WORK ORDER | Your response should reproduce every line of the entries that contains the word "left".

═════ DATASET CONTENT ═════

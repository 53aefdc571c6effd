use super::*;
use assert_approx_eq::assert_approx_eq;

fn quarter_circle() -> Path {
    let mut p = Path::new(Point::new(1.0, 0.0));
    let k = crate::geom::KAPPA;
    p.curve_to(Point::new(1.0, k), Point::new(k, 1.0), Point::new(0.0, 1.0));
    p
}

#[test]
fn from_points_and_close() {
    assert!(Path::from_points(&[], false).is_none());
    let p = Path::from_points(
        &[Point::new(0.0, 0.0), Point::new(1.0, 0.0), Point::new(1.0, 1.0)],
        true,
    )
    .unwrap();
    assert!(p.closed);
    assert_eq!(3, p.segments.len());
    assert_eq!(p.start, p.end_point());

    // already at start, close adds nothing
    let mut p = p;
    p.close();
    assert_eq!(3, p.segments.len());
}

#[test]
fn degenerate() {
    assert!(Path::new(Point::new(1.0, 1.0)).is_degenerate());
    let p = Path::from_points(&[Point::new(1.0, 1.0), Point::new(1.0, 1.0)], false).unwrap();
    assert!(p.is_degenerate());
    assert!(!quarter_circle().is_degenerate());
}

#[test]
fn bbox_includes_control_points() {
    let b = paths_bbox(&[quarter_circle()]).unwrap();
    assert_eq!(Point::new(0.0, 0.0), b.min);
    assert_eq!(Point::new(1.0, 1.0), b.max);
    assert!(paths_bbox(&[]).is_none());
}

#[test]
fn reversed_path() {
    let mut p = Path::new(Point::new(0.0, 0.0));
    p.line_to(Point::new(1.0, 0.0));
    p.curve_to(Point::new(2.0, 0.0), Point::new(2.0, 1.0), Point::new(2.0, 2.0));
    let r = p.reversed();
    assert_eq!(Point::new(2.0, 2.0), r.start);
    assert_eq!(
        vec![
            Segment::curve(Point::new(2.0, 1.0), Point::new(2.0, 0.0), Point::new(1.0, 0.0)),
            Segment::Line(Point::new(0.0, 0.0)),
        ],
        r.segments
    );
    assert_eq!(p, r.reversed());
}

#[test]
fn flatten_keeps_within_tolerance() {
    let flat = flatten_path(&quarter_circle(), 0.001);
    assert!(flat.segments.len() > 4);
    assert!(flat.segments.iter().all(|s| matches!(s, Segment::Line(_))));
    for s in &flat.segments {
        assert_approx_eq!(1.0, s.end().to_vector().length(), 0.002);
    }
    assert_eq!(Point::new(0.0, 1.0), flat.end_point());
}

#[test]
fn flatten_line_unchanged() {
    let p = Path::from_points(&[Point::new(0.0, 0.0), Point::new(5.0, 5.0)], false).unwrap();
    assert_eq!(p, flatten_paths(&[p.clone()], 0.5)[0]);
}

#[test]
fn transform_path() {
    let t = Trafo::translation(1.0, 2.0);
    let p = apply_trafo_to_path(&quarter_circle(), &t);
    assert_eq!(Point::new(2.0, 2.0), p.start);
    assert_eq!(Point::new(1.0, 3.0), p.end_point());
    assert_eq!(1, apply_trafo_to_paths(&[p], &t).len());
}

#[test]
fn split_and_evaluate_cubic() {
    let c = [
        Point::new(0.0, 0.0),
        Point::new(0.0, 1.0),
        Point::new(1.0, 1.0),
        Point::new(1.0, 0.0),
    ];
    let (left, right) = split_cubic(c, 0.5);
    assert_eq!(left[3], right[0]);
    let mid = cubic_point(c, 0.5);
    assert_approx_eq!(mid.x, left[3].x);
    assert_approx_eq!(0.75, mid.y);
}

#[test]
fn distance_to_segment() {
    let a = Point::new(0.0, 0.0);
    let b = Point::new(2.0, 0.0);
    assert_approx_eq!(1.0, distance_to_line(Point::new(1.0, 1.0), a, b));
    assert_approx_eq!(1.0, distance_to_line(Point::new(3.0, 0.0), a, b));
    assert_approx_eq!(5.0, distance_to_line(Point::new(3.0, 4.0), a, a));
}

═════

FINISHED EXERCISE |
    let (left, right) = split_cubic(c, 0.5);
    assert_eq!(left[3], right[0]);
    assert_approx_eq!(mid.x, left[3].x);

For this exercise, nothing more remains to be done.